There is a worldwide trend toward better corporate citizenship and an authentic understanding by corporates that they are part of a community and cannot simply make profit without giving something back. And in South Africa, help is sorely needed, as government cannot possibly cope alone with the social ills with which we are beset.
It is an appalling thought that some of the nearly R8-billion spent on social development last year could have been frittered away because there was not enough strategic thinking and implementation around where big business is spending its money.
Regardless of the motives for CSI, not a cent should be going to waste. But it does, because businesses do not plan their CSI spending properly. They do not assign staff and resources to the careful planning and execution of social development projects. The only way to overcome this kind of wastage—which any good business manager would want to avoid at all costs in any other department—is to dedicate time, energy and resources to strategic planning.
When I was working for corporates, I initially assigned the required 1% without really knowing what that money was doing. My first foray into the world of non-governmental organisations was a pleasing eye-opener. I was astounded by the work that NGOs do with little resources. And I was shocked that so much of the money that they used to do this work came from organisations outside of South Africa.
There's not enough Lotto or government money going to NG0s. And demand for their work is always pressing. Without the work that they do, South Africa would be in dire straits. From then on, CSI spending became, for me, about personal social responsibility. I became increasingly aware of how important it is for corporates to take a real—and measurable—interest in where their moral money is going. In order for CSI funding to have an impact, CSI needs to form an integral part of a business strategy—just like human resources, marketing, operation, production, manufacturing and finance. And this should form part of every business, even if it isn't a corporate heavy weight.

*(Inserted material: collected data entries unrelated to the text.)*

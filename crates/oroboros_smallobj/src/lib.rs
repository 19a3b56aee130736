//! # OROBOROS Small Object Heap
//!
//! Thread-safe front end over `oroboros_alloc` for engine objects that are
//! created and destroyed by the thousand every frame.
//!
//! ## Architecture Rules
//!
//! 1. **No global heap** - every construction site receives the heap it
//!    allocates from
//! 2. **One lock per size class** - allocations of different sizes never
//!    contend
//! 3. **Typed boxes** - a [`SmallBox`] frees with the layout it was built
//!    with, so it cannot be returned to the wrong bucket
//!
//! ## Example
//!
//! ```rust
//! use oroboros_alloc::AllocatorConfig;
//! use oroboros_smallobj::{SmallBox, SmallObjectHeap};
//!
//! let heap = SmallObjectHeap::new(&AllocatorConfig::default())?;
//! let mut hits = SmallBox::new_in(0u32, &heap)?;
//! *hits += 1;
//! assert_eq!(*hits, 1);
//! # Ok::<(), oroboros_alloc::AllocError>(())
//! ```

#![deny(missing_docs)]
#![deny(unsafe_code)]
#![deny(clippy::all)]
#![warn(clippy::pedantic)]
#![deny(clippy::perf)]

pub mod heap;
pub mod small_box;

pub use heap::SmallObjectHeap;
pub use small_box::{SmallBox, SmallObject};
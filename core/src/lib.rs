#![no_std]

extern crate alloc;

use serde::{Deserialize, Serialize};

pub use animation::*;
pub use board::*;
pub use error::*;
pub use generator::*;
pub use hint::*;
pub use icon::*;
pub use interface::*;
pub use reveal::*;
pub use round::*;
pub use scoring::*;
pub use session::*;
pub use types::*;

mod animation;
mod board;
mod error;
mod generator;
mod hint;
mod icon;
mod interface;
mod reveal;
mod round;
mod scoring;
mod session;
mod types;

/// Whether the running score survives into the next round.
#[derive(Copy, Clone, Debug, Default, PartialEq, Eq, Serialize, Deserialize)]
#[serde(rename_all = "kebab-case")]
pub enum ScorePolicy {
    #[default]
    ResetEachRound,
    CarryOver,
}

/// Animation timings in milliseconds.
#[derive(Copy, Clone, Debug, PartialEq, Eq, Serialize, Deserialize)]
#[serde(default)]
pub struct TimingConfig {
    pub reveal_ms: u32,
    pub cover_ms: u32,
    pub mismatch_hold_ms: u32,
    pub win_flash_ms: u32,
    pub win_flash_count: u8,
    pub win_rest_ms: u32,
    pub round_pause_ms: u32,
    pub hint_on_ms: u32,
    pub hint_off_ms: u32,
    pub hint_flash_count: u8,
    pub preview_group_size: u8,
}

impl Default for TimingConfig {
    fn default() -> Self {
        Self {
            reveal_ms: 267,
            cover_ms: 267,
            mismatch_hold_ms: 1000,
            win_flash_ms: 200,
            win_flash_count: 12,
            win_rest_ms: 1500,
            round_pause_ms: 1200,
            hint_on_ms: 150,
            hint_off_ms: 100,
            hint_flash_count: 4,
            preview_group_size: 8,
        }
    }
}

impl TimingConfig {
    /// Every animation takes a single frame, handy for driving a session in tests.
    pub const fn instant() -> Self {
        Self {
            reveal_ms: 0,
            cover_ms: 0,
            mismatch_hold_ms: 0,
            win_flash_ms: 0,
            win_flash_count: 1,
            win_rest_ms: 0,
            round_pause_ms: 0,
            hint_on_ms: 0,
            hint_off_ms: 0,
            hint_flash_count: 1,
            preview_group_size: 8,
        }
    }
}

#[derive(Clone, Debug, PartialEq, Serialize, Deserialize)]
#[serde(default)]
pub struct GameConfig {
    pub size: Coord2,
    pub pool: IconPool,
    pub timing: TimingConfig,
    pub score_policy: ScorePolicy,
    /// Flash the board in groups when a round starts.
    pub preview: bool,
}

impl Default for GameConfig {
    fn default() -> Self {
        Self {
            size: (10, 10),
            pool: IconPool::default(),
            timing: TimingConfig::default(),
            score_policy: ScorePolicy::default(),
            preview: true,
        }
    }
}

impl GameConfig {
    pub fn new(size: Coord2) -> Self {
        Self {
            size,
            ..Self::default()
        }
    }

    pub const fn total_cells(&self) -> CellCount {
        mult(self.size.0, self.size.1)
    }

    pub const fn pair_count(&self) -> CellCount {
        self.total_cells() / 2
    }

    /// Checks the board can be filled with whole pairs of distinct icons.
    pub fn validate(&self) -> core::result::Result<(), ConfigError> {
        let total = check_cell_count(self.size)?;
        let needed = usize::from(total / 2);
        let available = self.pool.capacity();
        if available < needed {
            return Err(ConfigError::InsufficientIcons { needed, available });
        }
        Ok(())
    }
}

When social investment is positioned like that inside a company, it becomes a part of its functioning and its work will be caught up in the wider net of good governance and management of a business. That way, efficacy can be monitored and improved where necessary. Only once the measurement and monitoring of the long-term effects of the billions spent by corporates on social development—and they have proven to themselves that the projects they are involved in are sustainable—will these valuable contributions no longer be questionable. When social spending is afforded due diligence, its effect becomes quantifiable.